Valentine gripped the phone, his heart racing out of control.
"Anyway, I missed my flight. I'm sorry about Mabel, but I've got to watch out for my own rear end. I'm sure you understand. I'm going down to Atlantic City to hide out. I'll call you from there."
Valentine played the message again, this time listening to his son's voice. Gerry was scared. Valentine closed his eyes and said a prayer for his son's safety, then played the final message.
"Hey, Tony!" Nick shouted over the wail of sirens. "Get your butt over to my place. Somebody tried to burn my house down!"
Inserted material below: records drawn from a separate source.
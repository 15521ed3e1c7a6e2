//! Dice resolution engine.
//!
//! Applies an accepted roll to the match state in a fixed step order:
//! triples, energy, healing, attack, zone entry, elimination sweep. The
//! order is load-bearing: healing precedes zone entry so a player entering
//! the zone this turn cannot benefit from hearts rolled on the way in, and
//! eliminations are swept only after all damage has landed.

use thiserror::Error;

use crate::constants::{ATTACK_FACE_THRESHOLD, ZONE_ENTRY_BONUS_VP};
use crate::dice::{triple_score, Face};
use crate::event::{EventKind, EventSeverity};
use crate::player::PlayerId;
use crate::rng::RngSuite;
use crate::state::GameState;
use crate::strategy::DecisionProvider;
use crate::yield_decision::begin_yield_flow;
use crate::zone::ZoneSlot;

/// Failure reported by a passive modifier hook. Hooks are advisory; a
/// failing hook is logged and its bonus treated as zero, never aborting
/// resolution.
#[derive(Debug, Error)]
#[error("modifier '{source_id}' failed: {message}")]
pub struct ModifierError {
    pub source_id: String,
    pub message: String,
}

/// Passive bonuses from owned upgrades, consulted during resolution.
pub trait PassiveModifier {
    /// Extra energy on top of rolled energy faces.
    fn energy_bonus(&self, state: &GameState, player: PlayerId) -> Result<i32, ModifierError> {
        let _ = (state, player);
        Ok(0)
    }

    /// Extra healing on top of rolled hearts.
    fn heal_bonus(&self, state: &GameState, player: PlayerId) -> Result<i32, ModifierError> {
        let _ = (state, player);
        Ok(0)
    }

    /// Extra damage on top of rolled attack faces.
    fn attack_bonus(&self, state: &GameState, player: PlayerId) -> Result<i32, ModifierError> {
        let _ = (state, player);
        Ok(0)
    }
}

/// The no-upgrades baseline.
#[derive(Debug, Clone, Copy, Default)]
pub struct NoModifiers;

impl PassiveModifier for NoModifiers {}

/// What one resolution pass changed.
#[derive(Debug, Clone, PartialEq, Eq, Default)]
pub struct ResolutionSummary {
    /// False when the latch had already fired and nothing was re-applied.
    pub applied: bool,
    pub victory_points: u32,
    pub energy_gained: i32,
    pub healed: i32,
    pub damage_dealt: i32,
    pub targets: Vec<PlayerId>,
    pub prompts_created: usize,
    pub entered_zone: Option<ZoneSlot>,
    pub eliminated: Vec<PlayerId>,
}

fn modifier_bonus(result: Result<i32, ModifierError>) -> i32 {
    match result {
        Ok(bonus) => bonus,
        Err(err) => {
            log::warn!("passive modifier dropped: {err}");
            0
        }
    }
}

/// Apply the active player's accepted dice to the match state.
///
/// Idempotent: the dice-state latch flips on first application and any
/// repeat call (a double-submit, a replayed continuation) is a no-op.
pub fn apply_resolution(
    state: &mut GameState,
    provider: &dyn DecisionProvider,
    modifiers: &dyn PassiveModifier,
    rng: &RngSuite,
) -> ResolutionSummary {
    if state.dice.accepted {
        log::debug!("resolution already applied this turn, ignoring repeat");
        return ResolutionSummary::default();
    }
    state.dice.accepted = true;

    let mut summary = ResolutionSummary {
        applied: true,
        ..ResolutionSummary::default()
    };
    let Some(actor) = state.active_player_id() else {
        return summary;
    };
    let faces: Vec<Face> = state.dice.faces.iter().copied().collect();
    if faces.is_empty() {
        return summary;
    }
    let actor_in_zone = state.in_zone(actor);

    // 1. Triples.
    summary.victory_points = triple_score(&faces);
    if summary.victory_points > 0
        && let Some(player) = state.roster.get_mut(actor)
    {
        player.victory_points += summary.victory_points;
    }

    // 2. Energy.
    let energy_faces = faces.iter().filter(|&&f| f == Face::Energy).count() as i32;
    summary.energy_gained = energy_faces + modifier_bonus(modifiers.energy_bonus(state, actor));
    if let Some(player) = state.roster.get_mut(actor) {
        player.energy = player.energy.saturating_add_signed(summary.energy_gained);
    }

    // 3. Healing, only outside the zone.
    if !actor_in_zone {
        let hearts = faces.iter().filter(|&&f| f == Face::Heart).count() as i32;
        let heal = hearts + modifier_bonus(modifiers.heal_bonus(state, actor));
        if heal > 0
            && let Some(player) = state.roster.get_mut(actor)
        {
            summary.healed = player.heal(heal);
        }
    }

    // 4. Attack.
    let attack_faces = faces.iter().filter(|&&f| f == Face::Attack).count();
    let attacked = attack_faces >= ATTACK_FACE_THRESHOLD;
    if attacked {
        let damage = attack_faces as i32 + modifier_bonus(modifiers.attack_bonus(state, actor));
        summary.damage_dealt = damage;
        summary.targets = attack_targets(state, actor, actor_in_zone);
        for &target in &summary.targets {
            if let Some(player) = state.roster.get_mut(target) {
                player.apply_damage(damage);
            }
        }
        // Damaged zone occupants may yield their slot.
        if !actor_in_zone {
            summary.prompts_created = begin_yield_flow(state, provider, rng, actor, damage);
        }
    }

    // 5. Zone entry. Without an attack a player may only walk into a fully
    // empty zone; an attack opens the first-open-slot takeover instead.
    if attacked || state.zone.is_empty() {
        summary.entered_zone = try_zone_entry(state, actor);
    }

    // 6. Elimination sweep.
    summary.eliminated = sweep_eliminations(state);

    state.push_event(
        EventKind::ResolutionApplied,
        EventSeverity::Info,
        serde_json::json!({
            "actor": actor.0,
            "victory_points": summary.victory_points,
            "energy": summary.energy_gained,
            "healed": summary.healed,
            "damage": summary.damage_dealt,
            "targets": summary.targets.iter().map(|id| id.0).collect::<Vec<_>>(),
        }),
    );
    summary
}

/// Who the attack hits: occupants hit everyone outside, outsiders hit every
/// (legal) occupant. The attacker never hits themselves.
fn attack_targets(state: &GameState, actor: PlayerId, actor_in_zone: bool) -> Vec<PlayerId> {
    if actor_in_zone {
        state
            .roster
            .living()
            .filter(|p| p.id != actor && !state.in_zone(p.id))
            .map(|p| p.id)
            .collect()
    } else {
        state
            .zone
            .occupied_slots(state.secondary_slot_allowed())
            .into_iter()
            .map(|(_, id)| id)
            .filter(|&id| id != actor && state.roster.get(id).is_some_and(|p| p.alive))
            .collect()
    }
}

/// Move the attacker into the first open slot when nothing blocks it: they
/// must be alive, outside, a slot must be open, and no yield prompt may be
/// pending. Awards the entry bonus. Also used for takeover re-checks after
/// the yield flow settles.
pub fn try_zone_entry(state: &mut GameState, attacker: PlayerId) -> Option<ZoneSlot> {
    if state.yield_pending() || state.in_zone(attacker) {
        return None;
    }
    if !state.roster.get(attacker).is_some_and(|p| p.alive) {
        return None;
    }
    let slot = state.zone.first_open_slot(state.secondary_slot_allowed())?;
    if !state.zone.enter(slot, attacker) {
        return None;
    }
    if let Some(player) = state.roster.get_mut(attacker) {
        player.victory_points += ZONE_ENTRY_BONUS_VP;
    }
    state.push_event(
        EventKind::ZoneEntered,
        EventSeverity::Info,
        serde_json::json!({ "player": attacker.0, "slot": slot }),
    );
    Some(slot)
}

/// Vacate and announce every player that died since the last sweep.
pub fn sweep_eliminations(state: &mut GameState) -> Vec<PlayerId> {
    let dead_in_zone: Vec<PlayerId> = state
        .zone
        .occupied_slots(true)
        .into_iter()
        .map(|(_, id)| id)
        .filter(|&id| !state.roster.get(id).is_some_and(|p| p.alive))
        .collect();
    for id in &dead_in_zone {
        state.zone.vacate(*id);
    }
    let newly_dead: Vec<PlayerId> = state
        .roster
        .iter()
        .filter(|p| !p.alive && !p.elimination_announced)
        .map(|p| p.id)
        .collect();
    for &id in &newly_dead {
        if let Some(player) = state.roster.get_mut(id) {
            player.elimination_announced = true;
        }
        state.push_event(
            EventKind::PlayerEliminated,
            EventSeverity::Info,
            serde_json::json!({ "player": id.0 }),
        );
    }
    newly_dead
}

#[cfg(test)]
mod tests {
    use super::*;
    use crate::config::{DeterminismMode, GameConfig, SeatConfig};
    use crate::constants::MAX_HEALTH;
    use crate::strategy::ScriptedProvider;

    fn suite() -> RngSuite {
        RngSuite::new(DeterminismMode::Seeded(1))
    }

    fn state_of(count: usize) -> GameState {
        let seats: Vec<SeatConfig> = (0..count)
            .map(|i| SeatConfig::cpu(&format!("M{i}")))
            .collect();
        GameState::new(GameConfig::new(seats))
    }

    fn set_faces(state: &mut GameState, faces: &[Face]) {
        state.dice.faces = faces.iter().copied().collect();
        state.dice.kept = std::iter::repeat(false).take(faces.len()).collect();
    }

    #[test]
    fn triples_score_value_plus_surplus() {
        let mut state = state_of(2);
        set_faces(
            &mut state,
            &[Face::Two, Face::Two, Face::Two, Face::Two, Face::Heart, Face::Energy],
        );
        let provider = ScriptedProvider::new();
        let summary = apply_resolution(&mut state, &provider, &NoModifiers, &suite());
        assert_eq!(summary.victory_points, 3);
        assert_eq!(state.roster.get(PlayerId(0)).unwrap().victory_points, 3 + 1);
        // +1 from entering the open zone after resolving.
        assert_eq!(summary.entered_zone, Some(ZoneSlot::Primary));
    }

    #[test]
    fn hearts_heal_only_outside_the_zone() {
        let mut state = state_of(2);
        state.zone.enter(ZoneSlot::Primary, PlayerId(0));
        state.roster.get_mut(PlayerId(0)).unwrap().health = 4;
        set_faces(&mut state, &[Face::Heart, Face::Heart, Face::One, Face::One, Face::Two, Face::Three]);
        let provider = ScriptedProvider::new();
        let summary = apply_resolution(&mut state, &provider, &NoModifiers, &suite());
        assert_eq!(summary.healed, 0);
        assert_eq!(state.roster.get(PlayerId(0)).unwrap().health, 4);
    }

    #[test]
    fn healing_is_capped_at_max_health() {
        let mut state = state_of(2);
        state.roster.get_mut(PlayerId(0)).unwrap().health = MAX_HEALTH - 1;
        set_faces(&mut state, &[Face::Heart, Face::Heart, Face::Heart, Face::One, Face::Two, Face::Three]);
        let provider = ScriptedProvider::new();
        let summary = apply_resolution(&mut state, &provider, &NoModifiers, &suite());
        assert_eq!(summary.healed, 1);
        assert_eq!(state.roster.get(PlayerId(0)).unwrap().health, MAX_HEALTH);
    }

    #[test]
    fn outsider_attack_hits_occupants_and_prompts_yield() {
        let mut state = state_of(3);
        state.zone.enter(ZoneSlot::Primary, PlayerId(1));
        set_faces(&mut state, &[Face::Attack, Face::Attack, Face::One, Face::Two, Face::Three, Face::Heart]);
        let provider = ScriptedProvider::new();
        let summary = apply_resolution(&mut state, &provider, &NoModifiers, &suite());
        assert_eq!(summary.damage_dealt, 2);
        assert_eq!(summary.targets, vec![PlayerId(1)]);
        assert_eq!(state.roster.get(PlayerId(1)).unwrap().health, MAX_HEALTH - 2);
        assert_eq!(summary.prompts_created, 1);
    }

    #[test]
    fn occupant_attack_hits_everyone_outside() {
        let mut state = state_of(3);
        state.zone.enter(ZoneSlot::Primary, PlayerId(0));
        set_faces(&mut state, &[Face::Attack, Face::One, Face::Two, Face::Three, Face::Heart, Face::Energy]);
        let provider = ScriptedProvider::new();
        let summary = apply_resolution(&mut state, &provider, &NoModifiers, &suite());
        assert_eq!(summary.targets, vec![PlayerId(1), PlayerId(2)]);
        assert_eq!(summary.prompts_created, 0);
        assert_eq!(state.roster.get(PlayerId(1)).unwrap().health, MAX_HEALTH - 1);
        assert_eq!(state.roster.get(PlayerId(2)).unwrap().health, MAX_HEALTH - 1);
    }

    #[test]
    fn resolution_latch_blocks_double_application() {
        let mut state = state_of(2);
        set_faces(&mut state, &[Face::Energy, Face::Energy, Face::One, Face::Two, Face::Three, Face::Heart]);
        let provider = ScriptedProvider::new();
        let first = apply_resolution(&mut state, &provider, &NoModifiers, &suite());
        assert!(first.applied);
        let second = apply_resolution(&mut state, &provider, &NoModifiers, &suite());
        assert!(!second.applied);
        assert_eq!(state.roster.get(PlayerId(0)).unwrap().energy, 2);
    }

    #[test]
    fn empty_faces_resolve_to_nothing() {
        let mut state = state_of(2);
        let provider = ScriptedProvider::new();
        let summary = apply_resolution(&mut state, &provider, &NoModifiers, &suite());
        assert!(summary.applied);
        assert_eq!(summary.victory_points, 0);
        assert_eq!(summary.entered_zone, None);
        assert!(state.zone.is_empty());
    }

    #[test]
    fn failing_modifier_is_dropped_not_fatal() {
        struct Broken;
        impl PassiveModifier for Broken {
            fn energy_bonus(&self, _: &GameState, _: PlayerId) -> Result<i32, ModifierError> {
                Err(ModifierError {
                    source_id: "short-circuit".into(),
                    message: "no charge".into(),
                })
            }
        }
        let mut state = state_of(2);
        set_faces(&mut state, &[Face::Energy, Face::One, Face::Two, Face::Three, Face::Heart, Face::Heart]);
        let provider = ScriptedProvider::new();
        let summary = apply_resolution(&mut state, &provider, &Broken, &suite());
        assert_eq!(summary.energy_gained, 1);
    }

    #[test]
    fn lethal_damage_vacates_and_announces() {
        let mut state = state_of(3);
        state.zone.enter(ZoneSlot::Primary, PlayerId(1));
        state.roster.get_mut(PlayerId(1)).unwrap().health = 1;
        set_faces(&mut state, &[Face::Attack, Face::One, Face::Two, Face::Three, Face::Heart, Face::Energy]);
        let mut provider = ScriptedProvider::new();
        provider.set_yield(PlayerId(1), crate::strategy::YieldChoice::Stay);
        let summary = apply_resolution(&mut state, &provider, &NoModifiers, &suite());
        assert_eq!(summary.eliminated, vec![PlayerId(1)]);
        assert!(!state.zone.contains(PlayerId(1)));
    }
}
The fire trucks were long gone by the time Valentine arrived at the smoldering palace that Nick called home. Muddy tire tracks crisscrossed the front lawn, the shrubbery trampled beyond recognition. He parked behind Nick's Caddy, got out of his car, and surveyed the damage. Whatever ugly charm the grounds had once was now gone.
A shroud of soot covered the portico and he wiped his feet on the mat before entering. Inside the foyer, he found Nick engaged in a heated discussion with a claims adjustor who was lamely trying to explain why State Farm wouldn't issue a check until the fire marshal had issued a report and ruled out arson.
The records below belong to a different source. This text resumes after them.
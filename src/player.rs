//! Players and the turn rotation roster.

use serde::{Deserialize, Serialize};

use crate::config::SeatConfig;
use crate::constants::MAX_HEALTH;

/// Stable seat index identifying a player for the whole match.
#[derive(Debug, Clone, Copy, PartialEq, Eq, Hash, PartialOrd, Ord, Serialize, Deserialize)]
#[serde(transparent)]
pub struct PlayerId(pub u32);

/// One monster at the table. Mutated only by resolution and orchestration
/// operations; collaborators observe it through events and read access.
#[derive(Debug, Clone, PartialEq, Eq, Serialize, Deserialize)]
pub struct Player {
    pub id: PlayerId,
    pub name: String,
    pub health: i32,
    pub max_health: i32,
    pub energy: u32,
    pub victory_points: u32,
    pub alive: bool,
    pub autonomous: bool,
    /// Set once the elimination event has been emitted for this player.
    #[serde(default)]
    pub elimination_announced: bool,
}

impl Player {
    #[must_use]
    pub fn from_seat(id: PlayerId, seat: &SeatConfig) -> Self {
        Self {
            id,
            name: seat.name.clone(),
            health: MAX_HEALTH,
            max_health: MAX_HEALTH,
            energy: 0,
            victory_points: 0,
            alive: true,
            autonomous: seat.autonomous,
            elimination_announced: false,
        }
    }

    /// Apply damage, marking the player destroyed at zero health.
    pub fn apply_damage(&mut self, amount: i32) {
        if !self.alive || amount <= 0 {
            return;
        }
        self.health = (self.health - amount).max(0);
        if self.health == 0 {
            self.alive = false;
        }
    }

    /// Heal up to max health. Returns the health actually restored.
    pub fn heal(&mut self, amount: i32) -> i32 {
        if !self.alive || amount <= 0 {
            return 0;
        }
        let before = self.health;
        self.health = (self.health + amount).min(self.max_health);
        self.health - before
    }
}

/// Owns the player list and the turn rotation.
///
/// Eliminated players stay in the list for display but are skipped by the
/// rotation and excluded from zone eligibility.
#[derive(Debug, Clone, PartialEq, Eq, Serialize, Deserialize)]
pub struct Roster {
    players: Vec<Player>,
}

impl Roster {
    #[must_use]
    pub fn from_seats(seats: &[SeatConfig]) -> Self {
        let players = seats
            .iter()
            .enumerate()
            .map(|(index, seat)| {
                Player::from_seat(PlayerId(u32::try_from(index).unwrap_or(u32::MAX)), seat)
            })
            .collect();
        Self { players }
    }

    #[must_use]
    pub fn len(&self) -> usize {
        self.players.len()
    }

    #[must_use]
    pub fn is_empty(&self) -> bool {
        self.players.is_empty()
    }

    #[must_use]
    pub fn get(&self, id: PlayerId) -> Option<&Player> {
        self.players.iter().find(|p| p.id == id)
    }

    pub fn get_mut(&mut self, id: PlayerId) -> Option<&mut Player> {
        self.players.iter_mut().find(|p| p.id == id)
    }

    #[must_use]
    pub fn by_index(&self, index: usize) -> Option<&Player> {
        self.players.get(index)
    }

    #[must_use]
    pub fn iter(&self) -> impl Iterator<Item = &Player> {
        self.players.iter()
    }

    #[must_use]
    pub fn living(&self) -> impl Iterator<Item = &Player> {
        self.players.iter().filter(|p| p.alive)
    }

    #[must_use]
    pub fn living_count(&self) -> usize {
        self.players.iter().filter(|p| p.alive).count()
    }

    /// Next rotation index after `current`, skipping eliminated players.
    /// Returns `current` unchanged when nobody else is alive.
    #[must_use]
    pub fn next_active_index(&self, current: usize) -> usize {
        let count = self.players.len();
        if count == 0 {
            return current;
        }
        let mut index = current;
        for _ in 0..count {
            index = (index + 1) % count;
            if self.players[index].alive {
                return index;
            }
        }
        current
    }

    /// The sole living player, when exactly one remains.
    #[must_use]
    pub fn sole_survivor(&self) -> Option<PlayerId> {
        let mut living = self.players.iter().filter(|p| p.alive);
        let first = living.next()?;
        if living.next().is_none() {
            Some(first.id)
        } else {
            None
        }
    }
}

#[cfg(test)]
mod tests {
    use super::*;

    fn roster_of(count: usize) -> Roster {
        let seats: Vec<SeatConfig> = (0..count)
            .map(|i| SeatConfig::cpu(&format!("M{i}")))
            .collect();
        Roster::from_seats(&seats)
    }

    #[test]
    fn damage_destroys_at_zero() {
        let mut roster = roster_of(2);
        let player = roster.get_mut(PlayerId(0)).unwrap();
        player.apply_damage(MAX_HEALTH);
        assert!(!player.alive);
        assert_eq!(player.health, 0);
        // Further damage is inert on a destroyed player.
        player.apply_damage(3);
        assert_eq!(player.health, 0);
    }

    #[test]
    fn heal_caps_at_max_health() {
        let mut roster = roster_of(2);
        let player = roster.get_mut(PlayerId(1)).unwrap();
        assert_eq!(player.heal(2), 0);
        player.apply_damage(3);
        assert_eq!(player.heal(5), 3);
        assert_eq!(player.health, player.max_health);
    }

    #[test]
    fn rotation_skips_eliminated_players() {
        let mut roster = roster_of(3);
        roster.get_mut(PlayerId(1)).unwrap().apply_damage(MAX_HEALTH);
        assert_eq!(roster.next_active_index(0), 2);
        assert_eq!(roster.next_active_index(2), 0);
    }

    #[test]
    fn sole_survivor_detected() {
        let mut roster = roster_of(3);
        assert!(roster.sole_survivor().is_none());
        roster.get_mut(PlayerId(0)).unwrap().apply_damage(MAX_HEALTH);
        roster.get_mut(PlayerId(2)).unwrap().apply_damage(MAX_HEALTH);
        assert_eq!(roster.sole_survivor(), Some(PlayerId(1)));
    }
}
"Of course it was arson," Nick bellowed at him. "She tried to burn the place down. Hoss and Tiny saw her. Didn't she, boys?"
The two gridiron stars sat at the phallic bar in the living room. Hoss sported a wounded hand, Tiny a line of scratches across his cheek. Both nodded, then stared shamefully at the floor.
"What more proof do you want?" Nick asked.
The claims adjuster glanced rudely at his watch. In an impatient voice, he said, "I meant deliberate arson, Mr. Nicocropolis. If the fire marshal concludes that it was Ms. Solomon who set the fire, your claim will fall under vandalism, which you're covered for. Until then, I can't do anything except put you up in a hotel."